● **Directions**
Determine how many lines of the material below contain "GridKey". Report only that figure.

* * * *

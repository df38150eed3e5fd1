use crate::pacing::Pacer;
use crate::retry::{Backoff, RetryPolicy};
use once_cell::sync::Lazy;
use std::env;
use std::time::Duration;

pub static EMAILS_SHEET: Lazy<String> =
    Lazy::new(|| env::var("EMAILS_SHEET").unwrap_or_else(|_| "emails".to_string()));

pub static ORDERS_SHEET: Lazy<String> =
    Lazy::new(|| env::var("ORDERS_SHEET").unwrap_or_else(|_| "orders".to_string()));

pub static PRODUCTS_SHEET: Lazy<String> =
    Lazy::new(|| env::var("PRODUCTS_SHEET").unwrap_or_else(|_| "products".to_string()));

pub static LABEL_ORDER: Lazy<String> =
    Lazy::new(|| env::var("CLASSIFICATION_ORDER").unwrap_or_else(|_| "order request".to_string()));

pub static LABEL_INQUIRY: Lazy<String> = Lazy::new(|| {
    env::var("CLASSIFICATION_INQUIRY").unwrap_or_else(|_| "product inquiry".to_string())
});

pub static LABEL_UNCLASSIFIED: Lazy<String> =
    Lazy::new(|| env::var("CLASSIFICATION_UNKNOWN").unwrap_or_else(|_| "unclassified".to_string()));

fn env_u32(key: &str, default: u32) -> u32 {
    env::var(key)
        .ok()
        .and_then(|v| v.parse::<u32>().ok())
        .filter(|v| *v > 0)
        .unwrap_or(default)
}

fn env_usize(key: &str, default: usize) -> usize {
    env::var(key)
        .ok()
        .and_then(|v| v.parse::<usize>().ok())
        .filter(|v| *v > 0)
        .unwrap_or(default)
}

fn env_secs(key: &str, default: f64) -> Duration {
    let secs = env::var(key)
        .ok()
        .and_then(|v| v.parse::<f64>().ok())
        .filter(|v| *v >= 0.0)
        .unwrap_or(default);
    Duration::from_secs_f64(secs)
}

fn retry_delay_min() -> Duration {
    env_secs("RETRY_DELAY_MIN", 2.0)
}

fn retry_delay_max() -> Duration {
    env_secs("RETRY_DELAY_MAX", 10.0)
}

/// Stock lookups: full-jitter exponential so parallel runs against the same
/// inventory host spread out.
pub fn stock_check_policy() -> RetryPolicy {
    RetryPolicy {
        max_attempts: env_u32("STOCK_RETRY_ATTEMPTS", 3),
        backoff: Backoff::FullJitter {
            base: Duration::from_secs(1),
            max: retry_delay_max(),
        },
    }
}

/// Spreadsheet reads/writes: plain capped exponential.
pub fn sheet_write_policy() -> RetryPolicy {
    RetryPolicy {
        max_attempts: env_u32("SHEETS_RETRY_ATTEMPTS", 3),
        backoff: Backoff::Fixed {
            min: retry_delay_min(),
            max: retry_delay_max(),
        },
    }
}

/// Model inference: plain capped exponential, attempt budget tunable on its own.
pub fn model_inference_policy() -> RetryPolicy {
    RetryPolicy {
        max_attempts: env_u32("CLASSIFICATION_RETRY_ATTEMPTS", 3),
        backoff: Backoff::Fixed {
            min: retry_delay_min(),
            max: retry_delay_max(),
        },
    }
}

/// Pacing shared by batch drivers: chunk size from BATCH_SIZE, pause from
/// RATE_LIMIT_DELAY.
pub fn batch_pacer() -> Pacer {
    Pacer::new(
        env_usize("BATCH_SIZE", 20),
        env_secs("RATE_LIMIT_DELAY", 1.5),
    )
}

/// Rows per remote append call.
pub fn append_batch_size() -> usize {
    env_usize("APPEND_BATCH_SIZE", 100)
}

/// Orders between throttle pauses in bulk processing.
pub fn bulk_batch_size() -> usize {
    env_usize("BULK_BATCH_SIZE", 5)
}

/// Pause inserted after every bulk chunk.
pub fn bulk_throttle() -> Duration {
    env_secs("BULK_THROTTLE_SECS", 1.0)
}

/// Short breather between individual order items.
pub fn item_pacing() -> Duration {
    Duration::from_millis(
        env::var("ITEM_PACING_MS")
            .ok()
            .and_then(|v| v.parse::<u64>().ok())
            .unwrap_or(100),
    )
}
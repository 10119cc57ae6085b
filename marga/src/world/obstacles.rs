//! Static obstacle set.

use crate::core::{Aabb, Vec3};
use crate::error::WorldError;

use super::ObstacleQuery;

/// Solid box on a collision layer.
#[derive(Clone, Copy, Debug)]
pub struct Obstacle {
    pub bounds: Aabb,
    /// Bit flags; a sphere hits the obstacle when `layer & mask != 0`.
    pub layer: u32,
}

/// Linear-scan obstacle collection.
#[derive(Clone, Debug, Default)]
pub struct ObstacleSet {
    obstacles: Vec<Obstacle>,
}

impl ObstacleSet {
    pub fn new() -> Self {
        Self::default()
    }

    /// Add a box on layer 1.
    pub fn add_box(&mut self, bounds: Aabb) {
        self.add(Obstacle { bounds, layer: 1 });
    }

    pub fn add(&mut self, obstacle: Obstacle) {
        self.obstacles.push(obstacle);
    }

    /// Builder-style [`ObstacleSet::add_box`].
    pub fn with_box(mut self, bounds: Aabb) -> Self {
        self.add_box(bounds);
        self
    }

    pub fn len(&self) -> usize {
        self.obstacles.len()
    }

    pub fn is_empty(&self) -> bool {
        self.obstacles.is_empty()
    }
}

impl ObstacleQuery for ObstacleSet {
    fn collides_at(&self, center: Vec3, radius: f32, layer_mask: u32) -> Result<bool, WorldError> {
        Ok(self
            .obstacles
            .iter()
            .filter(|o| o.layer & layer_mask != 0)
            .any(|o| o.bounds.intersects_sphere(center, radius)))
    }
}
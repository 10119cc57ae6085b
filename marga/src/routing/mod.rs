//! Region-level routing.
//!
//! [`RegionGraph`] finds the cheapest region sequence over the adjacency
//! declared by the region service. [`Router`] is the public planning entry
//! point: it picks the single-region or cross-region goal test, runs the local
//! planner and delivers the [`PathResult`](crate::planner::PathResult) through
//! a callback or a [`RouteTicket`].

mod graph;
mod router;

pub use graph::RegionGraph;
pub use router::{RouteTicket, Router};
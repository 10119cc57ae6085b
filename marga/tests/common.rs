//! Test utilities for marga.
//!
//! World builders shared by the integration tests.

#![allow(dead_code)]

use std::sync::Arc;

use marga::core::Aabb;
use marga::world::{BoxRegion, FlatTerrain, HeightGrid, ObstacleSet, RegionMap};
use marga::{PathNode, Vec3, World};

/// Route `log` output to the test harness; safe to call from every test.
pub fn init_logging() {
    env_logger::builder().is_test(true).try_init().ok();
}

/// Axis-aligned room spanning [x0, x1] × [z0, z1], 4 m tall.
pub fn room(x0: f32, z0: f32, x1: f32, z1: f32) -> BoxRegion {
    BoxRegion::new(Aabb::new(Vec3::new(x0, -1.0, z0), Vec3::new(x1, 3.0, z1)))
}

/// Full-height wall box over [x0, x1] × [z0, z1].
pub fn wall(x0: f32, z0: f32, x1: f32, z1: f32) -> Aabb {
    Aabb::new(Vec3::new(x0, -1.0, z0), Vec3::new(x1, 3.0, z1))
}

/// One 20 × 20 room on flat ground.
pub fn open_world(obstacles: ObstacleSet) -> World {
    let regions = RegionMap::new().with_region(room(-10.0, -10.0, 10.0, 10.0));
    World::new(
        Arc::new(regions),
        Arc::new(FlatTerrain::new(0.0)),
        Arc::new(obstacles),
    )
}

/// One room over a height grid.
pub fn terrain_world(terrain: HeightGrid) -> World {
    let regions = RegionMap::new().with_region(room(-10.0, -10.0, 10.0, 10.0));
    World::new(
        Arc::new(regions),
        Arc::new(terrain),
        Arc::new(ObstacleSet::new()),
    )
}

/// `count` rooms of `length` meters chained along +Z, linked in order.
pub fn corridor(count: usize, length: f32) -> World {
    let mut regions = RegionMap::new();
    for i in 0..count {
        let z0 = i as f32 * length - 2.0;
        regions.add(room(-3.0, z0, 3.0, z0 + length));
        if i > 0 {
            regions.connect(i - 1, i);
        }
    }
    World::new(
        Arc::new(regions),
        Arc::new(FlatTerrain::new(0.0)),
        Arc::new(ObstacleSet::new()),
    )
}

/// Two rooms far apart with no link between them.
pub fn disjoint_rooms() -> World {
    let regions = RegionMap::new()
        .with_region(room(-5.0, -5.0, 5.0, 5.0))
        .with_region(room(20.0, -5.0, 30.0, 5.0));
    World::new(
        Arc::new(regions),
        Arc::new(FlatTerrain::new(0.0)),
        Arc::new(ObstacleSet::new()),
    )
}

/// Origin, facing +Z.
pub fn origin() -> PathNode {
    PathNode::new(Vec3::ZERO, Vec3::FORWARD)
}

pub fn goal(x: f32, z: f32) -> PathNode {
    PathNode::at(Vec3::new(x, 0.0, z))
}
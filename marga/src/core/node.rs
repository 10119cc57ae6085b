//! Kinematic search state.

use serde::{Deserialize, Serialize};

use super::point::Vec3;

/// Index of a node inside the search tree that created it.
#[derive(Clone, Copy, Debug, PartialEq, Eq, Hash, Serialize, Deserialize)]
pub struct NodeId(pub usize);

/// Coarse 4D bucket (x, y, z, time) used to deduplicate continuous states.
#[derive(Clone, Copy, Debug, PartialEq, Eq, Hash)]
pub struct GridKey {
    pub x: i32,
    pub y: i32,
    pub z: i32,
    pub t: i32,
}

/// Agent pose at a moment in time.
///
/// A node is a value: successors are built with [`PathNode::spawn_child`] and
/// the resolved region is written through [`PathNode::with_region`], never in
/// place by the search.
#[derive(Clone, Debug, PartialEq, Serialize, Deserialize)]
pub struct PathNode {
    /// Position in world frame
    pub position: Vec3,
    /// Horizontal unit heading
    pub direction: Vec3,
    /// Elapsed time since the search start (seconds)
    pub time_moment: f32,
    /// Cumulative travelled distance (meters)
    pub path_length: f32,
    /// Predecessor in the search tree, `None` for the first state
    #[serde(skip)]
    pub parent: Option<NodeId>,
    /// Resolved region index, `None` while unresolved
    pub region: Option<usize>,
}

impl PathNode {
    /// Create a root state with zero elapsed time.
    pub fn new(position: Vec3, direction: Vec3) -> Self {
        Self {
            position,
            direction: direction.horizontal().normalize(),
            time_moment: 0.0,
            path_length: 0.0,
            parent: None,
            region: None,
        }
    }

    /// Create a target state that only carries a position.
    pub fn at(position: Vec3) -> Self {
        Self::new(position, Vec3::ZERO)
    }

    /// Copy of this node with the region cache set.
    pub fn with_region(mut self, region: usize) -> Self {
        self.region = Some(region);
        self
    }

    /// Euclidean distance between the two positions.
    #[inline]
    pub fn distance(&self, other: &PathNode) -> f32 {
        self.position.distance(&other.position)
    }

    /// Build a successor state.
    ///
    /// The heading is turned by `rotation` radians about Y, then the position
    /// advances `step` meters along the new heading. Time always advances by
    /// `delta_time`, also when `step` is zero. The region hint is inherited so
    /// the oracle can try the cheap containment test first. The parent link is
    /// left empty; the search tree sets it when the node is stored.
    pub fn spawn_child(&self, step: f32, rotation: f32, delta_time: f32) -> PathNode {
        let direction = self.direction.rotate_y(rotation);
        PathNode {
            position: self.position + direction * step,
            direction,
            time_moment: self.time_moment + delta_time,
            path_length: self.path_length + step,
            parent: None,
            region: self.region,
        }
    }

    /// Discretize into the 4D visited key.
    pub fn to_grid_key(&self, delta_dist: f32, delta_time: f32) -> GridKey {
        GridKey {
            x: (self.position.x / delta_dist).floor() as i32,
            y: (self.position.y / delta_dist).floor() as i32,
            z: (self.position.z / delta_dist).floor() as i32,
            t: (self.time_moment / delta_time).floor() as i32,
        }
    }
}

#[cfg(test)]
mod tests {
    use super::*;
    use approx::assert_relative_eq;
    use std::f32::consts::FRAC_PI_2;

    #[test]
    fn test_spawn_forward() {
        let root = PathNode::new(Vec3::ZERO, Vec3::FORWARD);
        let child = root.spawn_child(1.5, 0.0, 0.5);
        assert_eq!(child.position, Vec3::new(0.0, 0.0, 1.5));
        assert_eq!(child.time_moment, 0.5);
        assert_eq!(child.path_length, 1.5);
        assert!(child.parent.is_none());
    }

    #[test]
    fn test_spawn_turn_in_place() {
        let root = PathNode::new(Vec3::ZERO, Vec3::FORWARD).with_region(3);
        let child = root.spawn_child(0.0, FRAC_PI_2, 1.0);
        assert_eq!(child.position, Vec3::ZERO);
        assert_relative_eq!(child.direction.x, 1.0, epsilon = 1e-6);
        assert_eq!(child.time_moment, 1.0);
        assert_eq!(child.path_length, 0.0);
        assert_eq!(child.region, Some(3));
    }

    #[test]
    fn test_direction_flattened() {
        let node = PathNode::new(Vec3::ZERO, Vec3::new(0.0, 5.0, 2.0));
        assert_eq!(node.direction, Vec3::FORWARD);
    }

    #[test]
    fn test_grid_key_negative_coordinates() {
        let mut node = PathNode::at(Vec3::new(-0.1, 0.0, 0.9));
        node.time_moment = 2.0;
        let key = node.to_grid_key(0.5, 1.0);
        assert_eq!(key, GridKey { x: -1, y: 0, z: 1, t: 2 });
    }
}
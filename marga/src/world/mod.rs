//! World services consumed by the planner.
//!
//! The planner never owns geometry. It reads three services through traits:
//!
//! - [`RegionService`] / [`Region`]: which region a point belongs to, region
//!   centers, region adjacency
//! - [`TerrainSampler`]: ground height under a point
//! - [`ObstacleQuery`]: sphere-vs-obstacle queries
//!
//! [`World`] bundles them behind `Arc`s so a router can hand the same world to
//! many concurrent searches. All services are queried read-only.
//!
//! Small reference implementations live in the submodules: [`RegionMap`] with
//! [`BoxRegion`] / [`DynamicBoxRegion`], [`FlatTerrain`] / [`HeightGrid`] and
//! [`ObstacleSet`].

mod obstacles;
mod region;
mod terrain;

pub use obstacles::{Obstacle, ObstacleSet};
pub use region::{BoxRegion, DynamicBoxRegion, RegionMap};
pub use terrain::{FlatTerrain, HeightGrid};

use std::sync::Arc;

use crate::core::{PathNode, Vec3};
use crate::error::WorldError;

/// A bounded subdivision of the world.
///
/// Static and dynamic regions share this contract; a dynamic region reports
/// `is_dynamic() == true` and may change geometry between searches.
pub trait Region: Send + Sync {
    /// Check if a position lies in this region.
    fn contains(&self, position: Vec3) -> bool;

    /// Representative point used as a routing target.
    fn center(&self) -> Vec3;

    /// Whether the geometry can change over time.
    fn is_dynamic(&self) -> bool {
        false
    }

    /// Adjust successors generated from a state inside this region.
    ///
    /// Only called for dynamic regions, before the states are checked for
    /// feasibility, so moved states are re-resolved. The default leaves the states
    /// untouched, which treats the region as static for that expansion.
    fn transform_successors(&self, _parent: &PathNode, _children: &mut [PathNode]) {}
}

/// Shared handle, so a caller can keep moving a dynamic region after handing
/// it to a region collection.
impl<R: Region + ?Sized> Region for Arc<R> {
    fn contains(&self, position: Vec3) -> bool {
        (**self).contains(position)
    }

    fn center(&self) -> Vec3 {
        (**self).center()
    }

    fn is_dynamic(&self) -> bool {
        (**self).is_dynamic()
    }

    fn transform_successors(&self, parent: &PathNode, children: &mut [PathNode]) {
        (**self).transform_successors(parent, children)
    }
}

/// Ordered, index-addressable region collection with adjacency.
pub trait RegionService: Send + Sync {
    /// Number of regions. Valid indices are `0..region_count()`.
    fn region_count(&self) -> usize;

    /// Region at `index`.
    fn region(&self, index: usize) -> Option<&dyn Region>;

    /// Index of the region owning `position`, if any.
    fn region_of(&self, position: Vec3) -> Option<usize>;

    /// Regions directly reachable from `index`.
    fn neighbours(&self, index: usize) -> &[usize];
}

/// Ground height provider.
pub trait TerrainSampler: Send + Sync {
    /// Height of the walkable surface below (x, z).
    fn sample_height(&self, x: f32, z: f32) -> Result<f32, WorldError>;
}

/// Obstacle collision queries.
pub trait ObstacleQuery: Send + Sync {
    /// Check if a sphere at `center` touches an obstacle on any layer in
    /// `layer_mask`.
    fn collides_at(&self, center: Vec3, radius: f32, layer_mask: u32) -> Result<bool, WorldError>;
}

/// Injected world services shared by every search.
#[derive(Clone)]
pub struct World {
    pub regions: Arc<dyn RegionService>,
    pub terrain: Arc<dyn TerrainSampler>,
    pub obstacles: Arc<dyn ObstacleQuery>,
}

impl World {
    pub fn new(
        regions: Arc<dyn RegionService>,
        terrain: Arc<dyn TerrainSampler>,
        obstacles: Arc<dyn ObstacleQuery>,
    ) -> Self {
        Self {
            regions,
            terrain,
            obstacles,
        }
    }

    /// Resolve the region of a state: cached index first, then a lookup.
    pub fn resolve_region(&self, node: &PathNode) -> Option<usize> {
        if let Some(cached) = node.region
            && let Some(region) = self.regions.region(cached)
            && region.contains(node.position)
        {
            return Some(cached);
        }
        self.regions.region_of(node.position)
    }
}

impl std::fmt::Debug for World {
    fn fmt(&self, f: &mut std::fmt::Formatter<'_>) -> std::fmt::Result {
        f.debug_struct("World")
            .field("regions", &self.regions.region_count())
            .finish_non_exhaustive()
    }
}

* * * *

● **Task response**
4